Collected data entries
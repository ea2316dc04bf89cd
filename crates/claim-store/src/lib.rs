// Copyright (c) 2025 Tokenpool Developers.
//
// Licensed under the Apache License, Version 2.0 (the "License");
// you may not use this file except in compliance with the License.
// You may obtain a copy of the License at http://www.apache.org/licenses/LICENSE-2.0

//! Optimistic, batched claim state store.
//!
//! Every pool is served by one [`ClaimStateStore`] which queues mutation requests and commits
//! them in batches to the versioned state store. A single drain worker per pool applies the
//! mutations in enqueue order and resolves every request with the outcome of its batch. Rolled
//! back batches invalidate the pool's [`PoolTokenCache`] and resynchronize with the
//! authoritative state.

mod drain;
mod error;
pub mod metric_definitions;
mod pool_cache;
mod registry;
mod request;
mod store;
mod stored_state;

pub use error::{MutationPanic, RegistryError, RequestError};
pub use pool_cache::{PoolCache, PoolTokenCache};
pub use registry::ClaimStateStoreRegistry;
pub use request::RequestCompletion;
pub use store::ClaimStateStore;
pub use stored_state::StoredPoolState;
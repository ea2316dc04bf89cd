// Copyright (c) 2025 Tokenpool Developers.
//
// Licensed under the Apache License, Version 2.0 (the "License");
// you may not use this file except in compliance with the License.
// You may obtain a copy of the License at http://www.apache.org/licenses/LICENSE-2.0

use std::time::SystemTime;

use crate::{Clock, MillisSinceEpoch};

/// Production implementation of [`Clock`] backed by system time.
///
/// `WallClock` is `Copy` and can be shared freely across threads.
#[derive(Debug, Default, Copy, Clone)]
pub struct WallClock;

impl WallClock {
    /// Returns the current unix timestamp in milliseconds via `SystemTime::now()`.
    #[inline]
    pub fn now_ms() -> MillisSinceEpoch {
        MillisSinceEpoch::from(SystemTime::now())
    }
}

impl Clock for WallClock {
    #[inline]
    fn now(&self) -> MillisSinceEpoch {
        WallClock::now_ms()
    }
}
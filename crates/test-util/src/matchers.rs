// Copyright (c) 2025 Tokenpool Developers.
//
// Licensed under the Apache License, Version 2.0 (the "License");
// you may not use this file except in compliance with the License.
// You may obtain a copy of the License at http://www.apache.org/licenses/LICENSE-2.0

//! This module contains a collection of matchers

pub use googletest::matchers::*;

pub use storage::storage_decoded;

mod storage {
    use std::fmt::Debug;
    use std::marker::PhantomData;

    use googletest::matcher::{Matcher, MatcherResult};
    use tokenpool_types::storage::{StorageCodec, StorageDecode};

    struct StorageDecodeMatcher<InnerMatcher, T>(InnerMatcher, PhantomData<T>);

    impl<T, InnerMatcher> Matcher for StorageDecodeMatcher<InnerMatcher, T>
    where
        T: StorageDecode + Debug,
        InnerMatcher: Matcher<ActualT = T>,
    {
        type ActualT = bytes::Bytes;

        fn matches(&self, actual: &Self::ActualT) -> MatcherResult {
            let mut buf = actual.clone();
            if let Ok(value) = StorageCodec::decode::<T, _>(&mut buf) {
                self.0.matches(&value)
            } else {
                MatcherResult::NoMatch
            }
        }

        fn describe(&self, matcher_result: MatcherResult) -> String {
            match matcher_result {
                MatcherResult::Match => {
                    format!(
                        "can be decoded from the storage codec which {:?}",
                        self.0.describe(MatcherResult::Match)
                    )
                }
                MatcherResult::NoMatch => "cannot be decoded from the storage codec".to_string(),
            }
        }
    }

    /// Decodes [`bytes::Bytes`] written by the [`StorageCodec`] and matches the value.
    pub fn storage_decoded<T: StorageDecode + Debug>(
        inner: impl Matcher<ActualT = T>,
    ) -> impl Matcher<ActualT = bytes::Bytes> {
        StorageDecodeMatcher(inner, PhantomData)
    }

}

## WHAT IS REQUIRED
Give the entries again exactly, every one.

## RESPONSE FOR THIS EXERCISE
repository ea2316dc04bf89cd
filename crates/claim-store/src/lib.rs
// Copyright (c) 2025 Tokenpool Developers.
//
// Licensed under the Apache License, Version 2.0 (the "License");
// you may not use this file except in compliance with the License.
// You may obtain a copy of the License at http://www.apache.org/licenses/LICENSE-2.0

//! Optimistic, batched claim state store.
//!
//! Every pool is served by one [`ClaimStateStore`] which queues mutation requests and commits
//! them in batches to the versioned state store. A single drain worker per pool applies the
//! mutations in enqueue order and resolves every request with the outcome of its batch. Rolled
//! back batches invalidate the pool's [`PoolTokenCache`] and resynchronize with the
//! authoritative state.

mod drain;
mod error;
pub mod metric_definitions;
mod pool_cache;
mod registry;
mod request;
mod store;
mod stored_state;

pub use error::{MutationPanic, RegistryError, RequestError};
pub use pool_cache::{PoolCache, PoolTokenCache};
pub use registry::ClaimStateStoreRegistry;
pub use request::RequestCompletion;
pub use store::ClaimStateStore;
pub use stored_state::StoredPoolState;
repository ea2316dc04bf89cd
// Copyright (c) 2025 Tokenpool Developers.
//
// Licensed under the Apache License, Version 2.0 (the "License");
// you may not use this file except in compliance with the License.
// You may obtain a copy of the License at http://www.apache.org/licenses/LICENSE-2.0

use std::time::SystemTime;

use crate::{Clock, MillisSinceEpoch};

/// Production implementation of [`Clock`] backed by system time.
///
/// `WallClock` is `Copy` and can be shared freely across threads.
#[derive(Debug, Default, Copy, Clone)]
pub struct WallClock;

impl WallClock {
    /// Returns the current unix timestamp in milliseconds via `SystemTime::now()`.
    #[inline]
    pub fn now_ms() -> MillisSinceEpoch {
        MillisSinceEpoch::from(SystemTime::now())
    }
}

impl Clock for WallClock {
    #[inline]
    fn now(&self) -> MillisSinceEpoch {
        WallClock::now_ms()
    }
}
filename crates/test-util/src/matchers.rs
// Copyright (c) 2025 Tokenpool Developers.
//
// Licensed under the Apache License, Version 2.0 (the "License");
// you may not use this file except in compliance with the License.
// You may obtain a copy of the License at http://www.apache.org/licenses/LICENSE-2.0

//! This module contains a collection of matchers

pub use googletest::matchers::*;

pub use storage::storage_decoded;

mod storage {
    use std::fmt::Debug;
    use std::marker::PhantomData;

    use googletest::matcher::{Matcher, MatcherResult};
    use tokenpool_types::storage::{StorageCodec, StorageDecode};

    struct StorageDecodeMatcher<InnerMatcher, T>(InnerMatcher, PhantomData<T>);

    impl<T, InnerMatcher> Matcher for StorageDecodeMatcher<InnerMatcher, T>
    where
        T: StorageDecode + Debug,
        InnerMatcher: Matcher<ActualT = T>,
    {
        type ActualT = bytes::Bytes;

        fn matches(&self, actual: &Self::ActualT) -> MatcherResult {
            let mut buf = actual.clone();
            if let Ok(value) = StorageCodec::decode::<T, _>(&mut buf) {
                self.0.matches(&value)
            } else {
                MatcherResult::NoMatch
            }
        }

        fn describe(&self, matcher_result: MatcherResult) -> String {
            match matcher_result {
                MatcherResult::Match => {
                    format!(
                        "can be decoded from the storage codec which {:?}",
                        self.0.describe(MatcherResult::Match)
                    )
                }
                MatcherResult::NoMatch => "cannot be decoded from the storage codec".to_string(),
            }
        }
    }

    /// Decodes [`bytes::Bytes`] written by the [`StorageCodec`] and matches the value.
    pub fn storage_decoded<T: StorageDecode + Debug>(
        inner: impl Matcher<ActualT = T>,
    ) -> impl Matcher<ActualT = bytes::Bytes> {
        StorageDecodeMatcher(inner, PhantomData)
    }

}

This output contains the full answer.